TASK INSTRUCTIONS - Make a tally of the lines in the records that include the string "OffsetTimestamp", and give only that number.

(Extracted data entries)
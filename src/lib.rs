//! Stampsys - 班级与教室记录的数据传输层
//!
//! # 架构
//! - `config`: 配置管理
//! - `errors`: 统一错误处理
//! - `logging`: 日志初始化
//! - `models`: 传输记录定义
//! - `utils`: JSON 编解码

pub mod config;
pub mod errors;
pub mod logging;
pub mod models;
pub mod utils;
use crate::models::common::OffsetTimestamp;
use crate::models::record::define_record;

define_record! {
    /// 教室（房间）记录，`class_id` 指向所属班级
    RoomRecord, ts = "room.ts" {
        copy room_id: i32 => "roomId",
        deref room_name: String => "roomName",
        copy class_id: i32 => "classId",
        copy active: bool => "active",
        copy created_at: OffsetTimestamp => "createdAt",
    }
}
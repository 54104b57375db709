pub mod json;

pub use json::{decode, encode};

RESPONSE TO THIS EXERCISE - 2